Je pensais que nous étions allés si loin que nous pouvions continuer. Je tirai la langue et la passai entre ses lèvres. Le goût était étrange, un peu salé, un peu acide, mais c’était excitant. Je léchais ce que je pouvais et elle gémissait de plus en plus. Soudain, elle se tourna et cria tout en se contractant.

« Aaaaaah, oui…, arrête un peu, je suis trop sensible, je viens de jouir ! Gémit-elle.
.. Viens !! »

Je pensai que j’avais fait jouir ma sœur, je ne savais pas si je devrais être fier ou gêné.

« Tourne-toi et viens sur moi ! » Dit-elle à nouveau.

Je l’ai fait et nous nous sommes retrouvés face à face.

Elle appuya son genou contre ma bite, écarta un peu les jambes et je sentis mon pénis passer entre ses lèvres.

« Allonge-toi sur moi… ! »

J’étais totalement en son pouvoir, je me suis posé au-dessus d’elle et mon sexe s’est enfoncé dans son ventre.

J’ai mis mes mains sous son t-shirt et j’ai pris ses seins. Elle écarta les jambes encore plus et je me suis retrouvé au fond de son trou. Nous sommes restés un moment sans bouger, puis elle a remué ses hanches de haut et en bas dans un mouvement fluide. Elle était si étroite, si chaude, si humide, si douce, je n’en revenais pas de la joie que ça me procurait.

Je sentis ses jambes se plier et ses talons se poser sur mon cul, puis elle a bougé son ventre. Elle gémissait beaucoup.
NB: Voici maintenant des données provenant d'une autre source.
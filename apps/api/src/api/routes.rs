use axum::{
    routing::{get, post},
    Router,
};
use tower_http::cors::{Any, CorsLayer};
use tower_http::trace::TraceLayer;

use crate::api::handlers::{
    analytics, auth, categories, departments, grievances, users,
};
use crate::state::AppState;

/// Builds the application router with tracing and CORS layers
pub fn router(state: AppState) -> Router {
    let app: Router<AppState> = Router::new()
        // Health check
        .route("/health", get(auth::health_check))
        .route("/health/db", get(auth::db_health_check))
        // Auth routes
        .route("/api/auth/register", post(auth::register))
        .route("/api/auth/token", post(auth::token))
        .route("/api/auth/token/refresh", post(auth::refresh))
        .route("/api/auth/me", get(auth::me).patch(auth::update_me))
        // Admin user management
        .route(
            "/api/admin/users",
            get(users::list_users).post(users::create_user),
        )
        .route(
            "/api/admin/users/:id",
            get(users::get_user)
                .patch(users::update_user)
                .delete(users::delete_user),
        )
        .route("/api/admin/user-status", get(users::user_status))
        .route("/api/admin/change-logs", get(users::recent_change_logs))
        // Catalog
        .route(
            "/api/departments",
            get(departments::list_departments).post(departments::create_department),
        )
        .route(
            "/api/departments/:id",
            get(departments::get_department)
                .put(departments::replace_department)
                .patch(departments::update_department)
                .delete(departments::delete_department),
        )
        .route(
            "/api/categories",
            get(categories::list_categories).post(categories::create_category),
        )
        .route(
            "/api/categories/:id",
            get(categories::get_category)
                .put(categories::replace_category)
                .patch(categories::update_category)
                .delete(categories::delete_category),
        )
        // Grievances
        .route(
            "/api/grievances",
            get(grievances::list_grievances).post(grievances::create_grievance),
        )
        .route(
            "/api/grievances/track/:tracking_id",
            get(grievances::track_grievance),
        )
        .route(
            "/api/grievances/:id",
            get(grievances::get_grievance)
                .patch(grievances::update_grievance)
                .delete(grievances::delete_grievance),
        )
        .route(
            "/api/grievances/:id/assign",
            post(grievances::assign_grievance),
        )
        .route(
            "/api/grievances/:id/remarks",
            get(grievances::list_remarks).post(grievances::add_remark),
        )
        .route(
            "/api/grievances/:id/feedback",
            post(grievances::submit_feedback),
        )
        .route(
            "/api/grievances/:id/history",
            get(grievances::grievance_history),
        )
        // Analytics
        .route("/api/admin/analytics", get(analytics::admin_analytics))
        .route("/api/officer/dashboard", get(analytics::officer_dashboard))
        .layer(TraceLayer::new_for_http());

    let app = if state.config.cors_allow_any {
        app.layer(
            CorsLayer::new()
                .allow_origin(Any)
                .allow_methods(Any)
                .allow_headers(Any),
        )
    } else {
        app
    };

    app.with_state(state)
}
Après environ 8 à 9 va-et-vient, je sentis que j’étais sur le point de venir. Je voulus me retirer, mais je ne pouvais pas parce qu’elle me coinçait avec ses pieds. Je ne pouvais pas tenir plus longtemps et j’ai joui à l’intérieur de son ventre. J’ai senti mon sperme sortir avec force pour se propulser dans au fond de son vagin, c’était incroyablement bon. Elle a mis ses bras autour de moi et chuchota :

« Mmm, tu es venu ? C’est bien… !
– Je suis désolé…, je ne voulais pas rester en toi !
– Ce n’est rien, c’était agréable de te sentir venir en moi… ! »

Je ne bougeais plus, je me trouvais bien à l’intérieur de son corps.
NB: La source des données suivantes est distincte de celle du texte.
use axum::{
    extract::{Path, State},
    http::StatusCode,
    Json,
};
use serde::Deserialize;
use sqlx::PgPool;

use crate::api::errors::ApiError;
use crate::api::middleware::{ApiJson, AuthUser};
use crate::domain::catalog::{Department, DepartmentDraft};
use crate::domain::repositories::DepartmentRepository;
use crate::infrastructure::repositories::PostgresDepartmentRepository;

/// Body for create, replace and partial update
#[derive(Debug, Deserialize)]
pub struct DepartmentRequest {
    pub name: Option<String>,
    pub code: Option<String>,
    pub description: Option<String>,
}

impl DepartmentRequest {
    /// Full representation; a missing name is rejected
    fn into_draft(self) -> Result<DepartmentDraft, ApiError> {
        let name = self
            .name
            .ok_or_else(|| ApiError::bad_request("name is required"))?;
        DepartmentDraft::new(&name, self.code.as_deref(), self.description.as_deref())
            .map_err(ApiError::bad_request)
    }

    /// Missing fields keep their current value
    fn merge_into(self, current: &Department) -> Result<DepartmentDraft, ApiError> {
        DepartmentDraft::new(
            self.name.as_deref().unwrap_or(&current.name),
            self.code.as_deref().or(current.code.as_deref()),
            self.description
                .as_deref()
                .or(current.description.as_deref()),
        )
        .map_err(ApiError::bad_request)
    }
}

/// GET /api/departments
pub async fn list_departments(
    _user: AuthUser,
    State(pool): State<PgPool>,
) -> Result<Json<Vec<Department>>, ApiError> {
    let departments = PostgresDepartmentRepository::new(pool).list().await?;
    Ok(Json(departments))
}

/// POST /api/departments
pub async fn create_department(
    user: AuthUser,
    State(pool): State<PgPool>,
    ApiJson(req): ApiJson<DepartmentRequest>,
) -> Result<(StatusCode, Json<Department>), ApiError> {
    user.require_admin()?;

    let draft = req.into_draft()?;
    let department = PostgresDepartmentRepository::new(pool).create(&draft).await?;
    tracing::info!(department_id = department.id, "department created");

    Ok((StatusCode::CREATED, Json(department)))
}

/// GET /api/departments/:id
pub async fn get_department(
    user: AuthUser,
    State(pool): State<PgPool>,
    Path(id): Path<i64>,
) -> Result<Json<Department>, ApiError> {
    user.require_admin()?;

    PostgresDepartmentRepository::new(pool)
        .find_by_id(id)
        .await?
        .map(Json)
        .ok_or_else(|| ApiError::not_found("Department not found"))
}

/// PUT /api/departments/:id
pub async fn replace_department(
    user: AuthUser,
    State(pool): State<PgPool>,
    Path(id): Path<i64>,
    ApiJson(req): ApiJson<DepartmentRequest>,
) -> Result<Json<Department>, ApiError> {
    user.require_admin()?;

    let draft = req.into_draft()?;
    let department = PostgresDepartmentRepository::new(pool)
        .update(id, &draft)
        .await?;
    Ok(Json(department))
}

/// PATCH /api/departments/:id
pub async fn update_department(
    user: AuthUser,
    State(pool): State<PgPool>,
    Path(id): Path<i64>,
    ApiJson(req): ApiJson<DepartmentRequest>,
) -> Result<Json<Department>, ApiError> {
    user.require_admin()?;

    let repo = PostgresDepartmentRepository::new(pool);
    let current = repo
        .find_by_id(id)
        .await?
        .ok_or_else(|| ApiError::not_found("Department not found"))?;

    let draft = req.merge_into(&current)?;
    Ok(Json(repo.update(id, &draft).await?))
}

/// Categories and grievances keep a NULL department afterwards
///
/// DELETE /api/departments/:id
pub async fn delete_department(
    user: AuthUser,
    State(pool): State<PgPool>,
    Path(id): Path<i64>,
) -> Result<StatusCode, ApiError> {
    user.require_admin()?;

    PostgresDepartmentRepository::new(pool).delete(id).await?;
    tracing::info!(department_id = id, "department deleted");

    Ok(StatusCode::NO_CONTENT)
}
« Tu as aimé ce que nous avons fait ? Dit-elle avec un petit sourire.
– Oh, oui ! C’était merveilleux !
– Tu sais que nous ne pouvons pas en parler ! Maintenant, nous ne le ferons plus, non pas que je regrette ce que nous avons fait, mais je ne pense pas que nous ayons besoin de le répéter ! Dit-elle avec conviction.
– Je pense que tu as raison ! »

Nous sommes restés longtemps au lit à nous faire des confidences sur le sexe, et nos fantasmes. Je la caressai un peu et j’ai même essayé de toucher son trou du cul. Ma bite avait à nouveau envie.

« Non ! » Dit-elle.

Je souris et nous nous sommes endormis, épuisés.

Je me suis réveillé dans la nuit, j’étais excité. Je jouais avec mon sexe, je me demandais si ce qui était arrivé était un rêve.
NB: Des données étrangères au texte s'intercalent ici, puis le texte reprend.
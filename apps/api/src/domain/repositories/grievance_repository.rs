use async_trait::async_trait;
use uuid::Uuid;

use super::user_repository::UserSummary;
use super::RepositoryResult;
use crate::domain::catalog::{Category, DepartmentRef};
use crate::domain::grievance::{
    ChangeLogEntry, Feedback, Grievance, GrievanceEvent, GrievanceFilter, NewFeedback,
    NewGrievance, NewRemark, Page, Remark, TrackingId,
};

/// Grievance joined with the records it references, for responses
#[derive(Debug, Clone)]
pub struct GrievanceView {
    pub grievance: Grievance,
    pub filer: Option<UserSummary>,
    pub category: Option<Category>,
    pub department: Option<DepartmentRef>,
    pub assigned_officer: Option<UserSummary>,
}

/// Repository trait for the Grievance aggregate
///
/// Every write that carries events stores the matching change-log entries
/// in the same transaction.
#[async_trait]
pub trait GrievanceRepository: Send + Sync {
    /// Insert, assign the tracking ID from the new key, and log `created`
    async fn create(&self, grievance: &NewGrievance, tracking_prefix: &str)
        -> RepositoryResult<Grievance>;

    async fn find_by_id(&self, id: i64) -> RepositoryResult<Option<Grievance>>;

    async fn find_view(&self, id: i64) -> RepositoryResult<Option<GrievanceView>>;

    async fn find_by_tracking_id(&self, tracking_id: &TrackingId)
        -> RepositoryResult<Option<Grievance>>;

    /// Matching rows (newest first) and the total count before paging
    async fn list(
        &self,
        filter: &GrievanceFilter,
        page: Page,
    ) -> RepositoryResult<(i64, Vec<GrievanceView>)>;

    /// Persist mutable fields and log `events` as `actor`
    async fn save(
        &self,
        grievance: &Grievance,
        actor: Option<Uuid>,
        events: &[GrievanceEvent],
    ) -> RepositoryResult<()>;

    async fn delete(&self, id: i64) -> RepositoryResult<()>;

    /// Assigned to `officer_id` and not yet closed or rejected
    async fn count_open_assigned(&self, officer_id: Uuid) -> RepositoryResult<i64>;

    /// Insert a remark and log `remark_added`
    async fn add_remark(&self, remark: &NewRemark) -> RepositoryResult<Remark>;

    /// Remarks oldest first
    async fn remarks(&self, grievance_id: i64) -> RepositoryResult<Vec<Remark>>;

    /// Insert feedback and log `event`; a second feedback is a conflict
    async fn add_feedback(
        &self,
        feedback: &NewFeedback,
        actor: Uuid,
        event: &GrievanceEvent,
    ) -> RepositoryResult<Feedback>;

    async fn feedback(&self, grievance_id: i64) -> RepositoryResult<Option<Feedback>>;

    /// Change log for one grievance, newest first
    async fn history(&self, grievance_id: i64) -> RepositoryResult<Vec<ChangeLogEntry>>;
}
Le lendemain, nous avons pris le petit déjeuner sans parler de ce qui était arrivé.
Depuis ce jour, notre relation frère / sœur est redevenue comme elle a toujours été. Nous n’en parlons jamais et ne le referons probablement jamais, mais je pense souvent à ce que nous avons fait ensemble et je me demande parfois si c’est vraiment arrivé ???